Quote exactly the lines spanning from the top of the data below to the line that contains "let record = record?;", including both.

*** Block opens ***

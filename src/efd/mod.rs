//! EFD file decoding.
//!
//! An EFD file is a flat sequence of tagged records (see [`record`]). Three
//! record kinds are understood:
//!
//! - `EFDF`: roll metadata, exactly one per file ([`RollMetadata`])
//! - `EFRM`: one per exposed frame ([`FrameRecord`])
//! - `EFTP`: thumbnail descriptors ([`ThumbnailRecord`])
//!
//! Anything else is skipped. [`Roll::decode`] assembles the three into a
//! [`Roll`], which is read-only from then on.

mod frame;
mod layout;
mod metadata;
pub mod record;
mod thumbnail;

pub use frame::{CUSTOM_FUNCTION_COUNT, DateTimeFields, FRAME_RECORD_SIZE, FrameRecord};
pub use metadata::{ROLL_METADATA_SIZE, RollMetadata};
pub use record::{MAX_RECORD_LENGTH, RawRecord, RecordReader, Tag};
pub use thumbnail::{THUMBNAIL_RECORD_SIZE, ThumbnailRecord};

#[cfg(test)]
pub(crate) use frame::fixtures::FramePayload;
#[cfg(test)]
pub(crate) use metadata::roll_payload;

use anyhow::Context;
use serde::Serialize;
use std::fs::File;
use std::io::{BufReader, Read};
use std::path::Path;

use crate::error::EfdError;

/// A fully decoded roll of film.
#[derive(Debug, Clone, PartialEq, Serialize)]
pub struct Roll {
    pub metadata: RollMetadata,
    /// Frames in stream order. Numbers may repeat or skip.
    pub frames: Vec<FrameRecord>,
    pub thumbnails: Vec<ThumbnailRecord>,
}

impl Roll {
    /// Decode every record of `reader` into a roll.
    pub fn decode<R: Read>(reader: R) -> Result<Self, EfdError> {
        let mut metadata = None;
        let mut frames = Vec::new();
        let mut thumbnails = Vec::new();

        for record in RecordReader::new(reader) {
            let record = record?;
            match record.tag {
                Tag::ROLL => {
                    if metadata.is_some() {
                        return Err(EfdError::DuplicateRollMetadata);
                    }
                    metadata = Some(RollMetadata::decode(&record.payload)?);
                }
                Tag::FRAME => frames.push(FrameRecord::decode(&record.payload)?),
                Tag::THUMBNAIL => thumbnails.push(ThumbnailRecord::decode(&record.payload)?),
                other => {
                    log::debug!(
                        "Skipping unknown record {other} at offset {} ({} bytes)",
                        record.offset,
                        record.len()
                    );
                }
            }
        }

        let metadata = metadata.ok_or(EfdError::MissingRollMetadata)?;
        log::debug!(
            "Decoded roll '{}': {} frame(s), {} thumbnail(s)",
            metadata.title,
            frames.len(),
            thumbnails.len()
        );

        Ok(Self {
            metadata,
            frames,
            thumbnails,
        })
    }

    /// Open and decode an EFD file.
    pub fn open(path: &Path) -> anyhow::Result<Self> {
        let file = File::open(path)
            .with_context(|| format!("Failed to open EFD file {}", path.display()))?;
        Self::decode(BufReader::new(file))
            .with_context(|| format!("Failed to decode EFD file {}", path.display()))
    }

    /// Find the single frame numbered `frame_number`.
    ///
    /// Frame numbers are not unique in the format, so a repeated number is
    /// reported rather than resolved to the first match.
    pub fn frame(&self, frame_number: u16) -> Result<&FrameRecord, EfdError> {
        let mut matches = self
            .frames
            .iter()
            .filter(|f| f.frame_number == frame_number);

        let first = matches
            .next()
            .ok_or(EfdError::FrameNumberNotFound(frame_number))?;
        let extra = matches.count();
        if extra > 0 {
            return Err(EfdError::DuplicateFrameNumber {
                frame_number,
                count: extra + 1,
            });
        }
        Ok(first)
    }

    /// Decode every thumbnail bitmap found under `base_dir`.
    ///
    /// Thumbnails that cannot be loaded are logged and left empty. Returns
    /// how many were loaded.
    pub fn load_thumbnails(&mut self, base_dir: &Path) -> usize {
        let mut loaded = 0;
        for thumb in &mut self.thumbnails {
            match thumb.load_bitmap(base_dir) {
                Ok(_) => loaded += 1,
                Err(e) => log::warn!("Thumbnail {}: {e:#}", thumb.index),
            }
        }
        loaded
    }
}

#[cfg(test)]
mod tests {
    use super::record::encode_record;
    use super::thumbnail::thumbnail_payload;
    use super::*;
    use std::io::Cursor;

    fn roll_bytes(frame_numbers: &[u16]) -> Vec<u8> {
        let mut bytes = encode_record(b"EFDF", &roll_payload(b"Test roll", frame_numbers.len() as u16));
        for &n in frame_numbers {
            bytes.extend(encode_record(b"EFRM", &FramePayload::new(n).0));
        }
        bytes
    }

    #[test]
    fn decode_collects_all_record_kinds() {
        let mut bytes = roll_bytes(&[3, 1, 2]);
        bytes.extend(encode_record(b"ZZZZ", b"ignored"));
        bytes.extend(encode_record(b"EFTP", &thumbnail_payload(0, 80, 60, b"t0.bmp")));

        let roll = Roll::decode(Cursor::new(bytes)).unwrap();
        assert_eq!(roll.metadata.title, "Test roll");
        let numbers: Vec<u16> = roll.frames.iter().map(|f| f.frame_number).collect();
        assert_eq!(numbers, vec![3, 1, 2]);
        assert_eq!(roll.thumbnails.len(), 1);
        assert_eq!(roll.thumbnails[0].path, "t0.bmp");
    }

    #[test]
    fn decode_is_deterministic() {
        let bytes = roll_bytes(&[1, 2, 3, 4]);
        let a = Roll::decode(Cursor::new(bytes.clone())).unwrap();
        let b = Roll::decode(Cursor::new(bytes)).unwrap();
        assert_eq!(a, b);
    }

    #[test]
    fn missing_roll_metadata() {
        let bytes = encode_record(b"EFRM", &FramePayload::new(1).0);
        assert!(matches!(
            Roll::decode(Cursor::new(bytes)),
            Err(EfdError::MissingRollMetadata)
        ));
    }

    #[test]
    fn duplicate_roll_metadata() {
        let mut bytes = roll_bytes(&[1]);
        bytes.extend(encode_record(b"EFDF", &roll_payload(b"again", 1)));
        assert!(matches!(
            Roll::decode(Cursor::new(bytes)),
            Err(EfdError::DuplicateRollMetadata)
        ));
    }

    #[test]
    fn short_frame_payload_aborts_decode() {
        let mut bytes = roll_bytes(&[]);
        bytes.extend(encode_record(b"EFRM", &[0u8; 16]));
        assert!(matches!(
            Roll::decode(Cursor::new(bytes)),
            Err(EfdError::PayloadTooShort { record: "EFRM", .. })
        ));
    }

    #[test]
    fn frame_lookup_single_match() {
        let roll = Roll::decode(Cursor::new(roll_bytes(&[1, 3]))).unwrap();
        assert_eq!(roll.frame(3).unwrap().frame_number, 3);
    }

    #[test]
    fn frame_lookup_not_found() {
        let roll = Roll::decode(Cursor::new(roll_bytes(&[1, 3]))).unwrap();
        assert!(matches!(roll.frame(2), Err(EfdError::FrameNumberNotFound(2))));
    }

    #[test]
    fn frame_lookup_duplicate() {
        let roll = Roll::decode(Cursor::new(roll_bytes(&[1, 1, 2]))).unwrap();
        assert!(matches!(
            roll.frame(1),
            Err(EfdError::DuplicateFrameNumber {
                frame_number: 1,
                count: 2
            })
        ));
        assert!(roll.frame(2).is_ok());
    }

    #[test]
    fn load_thumbnails_skips_missing_files() {
        let dir = tempfile::TempDir::new().unwrap();
        image::RgbImage::new(2, 2).save(dir.path().join("a.png")).unwrap();

        let mut bytes = roll_bytes(&[1]);
        bytes.extend(encode_record(b"EFTP", &thumbnail_payload(0, 2, 2, b"X:\\a.png")));
        bytes.extend(encode_record(b"EFTP", &thumbnail_payload(1, 2, 2, b"X:\\b.png")));
        let mut roll = Roll::decode(Cursor::new(bytes)).unwrap();

        assert_eq!(roll.load_thumbnails(dir.path()), 1);
        assert!(roll.thumbnails[0].bitmap.is_some());
        assert!(roll.thumbnails[1].bitmap.is_none());
    }

    #[test]
    fn open_reads_file() {
        let dir = tempfile::TempDir::new().unwrap();
        let path = dir.path().join("roll.efd");
        std::fs::write(&path, roll_bytes(&[7])).unwrap();
        let roll = Roll::open(&path).unwrap();
        assert_eq!(roll.frames[0].frame_number, 7);
    }
}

*** Block closes ***

- Written answer -
filename src/efd/mod.rs
//! EFD file decoding.
//!
//! An EFD file is a flat sequence of tagged records (see [`record`]). Three
//! record kinds are understood:
//!
//! - `EFDF`: roll metadata, exactly one per file ([`RollMetadata`])
//! - `EFRM`: one per exposed frame ([`FrameRecord`])
//! - `EFTP`: thumbnail descriptors ([`ThumbnailRecord`])
//!
//! Anything else is skipped. [`Roll::decode`] assembles the three into a
//! [`Roll`], which is read-only from then on.

mod frame;
mod layout;
mod metadata;
pub mod record;
mod thumbnail;

pub use frame::{CUSTOM_FUNCTION_COUNT, DateTimeFields, FRAME_RECORD_SIZE, FrameRecord};
pub use metadata::{ROLL_METADATA_SIZE, RollMetadata};
pub use record::{MAX_RECORD_LENGTH, RawRecord, RecordReader, Tag};
pub use thumbnail::{THUMBNAIL_RECORD_SIZE, ThumbnailRecord};

#[cfg(test)]
pub(crate) use frame::fixtures::FramePayload;
#[cfg(test)]
pub(crate) use metadata::roll_payload;

use anyhow::Context;
use serde::Serialize;
use std::fs::File;
use std::io::{BufReader, Read};
use std::path::Path;

use crate::error::EfdError;

/// A fully decoded roll of film.
#[derive(Debug, Clone, PartialEq, Serialize)]
pub struct Roll {
    pub metadata: RollMetadata,
    /// Frames in stream order. Numbers may repeat or skip.
    pub frames: Vec<FrameRecord>,
    pub thumbnails: Vec<ThumbnailRecord>,
}

impl Roll {
    /// Decode every record of `reader` into a roll.
    pub fn decode<R: Read>(reader: R) -> Result<Self, EfdError> {
        let mut metadata = None;
        let mut frames = Vec::new();
        let mut thumbnails = Vec::new();

        for record in RecordReader::new(reader) {
            let record = record?;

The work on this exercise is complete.